File-Based Multi-Agent Architecture Design

Status: Design Proposal
Author: multi-agent-architect
Date: 2026-02-24
Type: Alternative Architecture (Process-Per-Agent)

Executive Summary

This document defines a file-based, process-per-agent architecture where each agent is defined as a separate configuration file and runs as an independent process.

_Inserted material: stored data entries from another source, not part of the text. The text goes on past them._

use std::path::{Path, PathBuf};
use std::process;
use std::sync::Arc;

use herald_engine::{Campaign, CampaignScheduler, CampaignSet, EngineConfig, JitTransport, Signal};
use herald_expr::{EventData, InMemoryUserAttributes};

use crate::{report_error, OutputFormat, SignalKind};

pub(crate) struct SelectArgs {
    pub campaigns: PathBuf,
    pub signal: SignalKind,
    pub event: Option<String>,
    pub label: Option<String>,
    pub attrs: Option<String>,
    pub user: Option<PathBuf>,
    pub config: Option<PathBuf>,
    pub record: bool,
}

pub(crate) fn cmd_select(args: SelectArgs, output: OutputFormat, quiet: bool) {
    let config = match &args.config {
        Some(path) => EngineConfig::load(path)
            .unwrap_or_else(|e| exit_with(&format!("error: {}", e), output, quiet)),
        None => EngineConfig::default(),
    };

    let set = read_campaigns(&args.campaigns).unwrap_or_else(|msg| exit_with(&msg, output, quiet));
    let user = match &args.user {
        Some(path) => read_user(path).unwrap_or_else(|msg| exit_with(&msg, output, quiet)),
        None => InMemoryUserAttributes::new(),
    };
    let signal = build_signal(&args).unwrap_or_else(|msg| exit_with(&msg, output, quiet));

    let mut scheduler = CampaignScheduler::from_config(&config, Arc::new(user), transport(&config))
        .unwrap_or_else(|e| exit_with(&format!("error: {}", e), output, quiet));

    let runtime = tokio::runtime::Runtime::new()
        .unwrap_or_else(|e| {
            let msg = format!("error: failed to create tokio runtime: {}", e);
            exit_with(&msg, output, quiet)
        });

    let selected: Option<Campaign> = runtime.block_on(async {
        let chosen = match args.signal {
            SignalKind::NewSession => {
                scheduler.set_campaigns(set);
                scheduler.start_session().await
            }
            SignalKind::CampaignsLoaded => scheduler.load_campaigns(set).await,
            SignalKind::CampaignsRefreshed => scheduler.refresh_campaigns(set).await,
            SignalKind::Event | SignalKind::AttributeChanged => {
                scheduler.set_campaigns(set);
                scheduler.process(&signal).await
            }
        };
        chosen.cloned()
    });

    let eligible: Vec<String> = scheduler
        .engine()
        .eligible_campaigns(scheduler.campaigns(), &signal)
        .into_iter()
        .map(|c| c.id.clone())
        .collect();

    let views = match (&selected, args.record) {
        (Some(campaign), true) => match scheduler.record_display(campaign) {
            Ok(count) => Some(count),
            Err(e) => {
                let msg = format!("error: failed to record view: {}", e);
                exit_with(&msg, output, quiet)
            }
        },
        _ => None,
    };

    if quiet {
        return;
    }
    match output {
        OutputFormat::Text => {
            match &selected {
                Some(c) => println!("selected: {} (priority {})", c.id, c.priority),
                None => println!("no campaign selected"),
            }
            if !eligible.is_empty() {
                println!("eligible: {}", eligible.join(", "));
            }
            if let Some(count) = views {
                println!("views: {}", count);
            }
        }
        OutputFormat::Json => {
            let json = serde_json::json!({
                "signal": signal.kind_name(),
                "selected": selected.as_ref().map(|c| c.id.clone()),
                "payload": selected.as_ref().map(|c| c.display_payload.clone()),
                "eligible": eligible,
                "views": views,
            });
            println!("{}", json);
        }
    }
}

fn exit_with(msg: &str, output: OutputFormat, quiet: bool) -> ! {
    report_error(msg, output, quiet);
    process::exit(1);
}

fn read_campaigns(path: &Path) -> Result<CampaignSet, String> {
    let content = std::fs::read_to_string(path)
        .map_err(|_| format!("error: campaigns file not found: {}", path.display()))?;
    CampaignSet::from_json_str(&content).map_err(|e| format!("error: {}: {}", path.display(), e))
}

/// `{"attributes": {"plan": {"kind": "string", "raw": "pro"}}, "tags": {"segments": ["vip"]}}`
fn read_user(path: &Path) -> Result<InMemoryUserAttributes, String> {
    let content = std::fs::read_to_string(path)
        .map_err(|_| format!("error: user file not found: {}", path.display()))?;
    serde_json::from_str(&content)
        .map_err(|e| format!("error: invalid user file {}: {}", path.display(), e))
}

fn build_signal(args: &SelectArgs) -> Result<Signal, String> {
    Ok(match args.signal {
        SignalKind::NewSession => Signal::NewSession,
        SignalKind::CampaignsLoaded => Signal::CampaignsLoaded,
        SignalKind::CampaignsRefreshed => Signal::CampaignsRefreshed,
        SignalKind::AttributeChanged => Signal::AttributeChanged,
        SignalKind::Event => {
            let name = args
                .event
                .as_deref()
                .ok_or_else(|| "error: --event is required when --signal is event".to_string())?;
            let mut data = EventData::new(name);
            data.label = args.label.clone();
            if let Some(raw) = &args.attrs {
                match serde_json::from_str::<serde_json::Value>(raw) {
                    Ok(serde_json::Value::Object(map)) => data.attributes = map,
                    Ok(_) => return Err("error: --attrs must be a JSON object".to_string()),
                    Err(e) => return Err(format!("error: invalid --attrs JSON: {}", e)),
                }
            }
            Signal::Event(data)
        }
    })
}

#[cfg(feature = "http")]
fn transport(config: &EngineConfig) -> Option<Arc<dyn JitTransport>> {
    config
        .http_transport()
        .map(|t| Arc::new(t) as Arc<dyn JitTransport>)
}

#[cfg(not(feature = "http"))]
fn transport(_config: &EngineConfig) -> Option<Arc<dyn JitTransport>> {
    None
}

Agents are invoked on-demand and report results back to a main coordinator agent.

Core Principles

File-Based Agent Definition: Each agent is a .toml file in agents/
Process Isolation: Each agent runs in its own process
On-Demand Invocation: Main agent spawns subprocess agents as needed
Reporting Protocol: Structured result reporting via IPC
Zero-Config Discovery: Auto-discovery of agent definitions

1. Agent Definition File Structure

1.1 Directory Layout

~/.zeroclaw/
├── config.toml              # Main configuration
├── agents/                  # Agent definitions directory
│   ├── researcher.toml      # Research agent
│   ├── coder.toml           # Code generation agent
│   ├── tester.toml          # Testing agent
│   ├── reviewer.toml        # Code review agent
│   └── summarizer.toml      # Summarization agent
├── agents.d/                # Optional: additional agent dirs
│   └── custom/
│       └── my_agent.toml
└── workspace/               # Shared workspace

1.2 Agent File Schema

# agents/researcher.toml

# Agent metadata
[agent]
id = "researcher"
name = "Research Agent"
version = "1.0.0"
description = "Conducts research on given topics using web search and knowledge bases"

# Execution configuration
[agent.execution]
# How to run this agent: "subprocess" | "wasm" | "docker"
mode = "subprocess"

# Command to spawn (template variables: {agent_id}, {workspace}, {config_dir})
command = "zeroclaw"
args = [
    "agent",
    "run",
    "--agent-id", "{agent_id}",
    "--config", "{config}/agents/researcher.toml",
    "--workspace", "{workspace}"
]

# Working directory for the subprocess
working_dir = "{workspace}"

# Environment variables for the subprocess
[agent.execution.env]
ZEROCLAW_AGENT_MODE = "worker"
ZEROCLAW_AGENT_ID = "researcher"

# Provider configuration (overrides main config)
[provider]
name = "openrouter"
model = "anthropic/claude-sonnet-4-6"
api_key = null  # Inherit from main, or set agent-specific key
temperature = 0.3
max_tokens = 4096

# Tools available to this agent
[[tools]]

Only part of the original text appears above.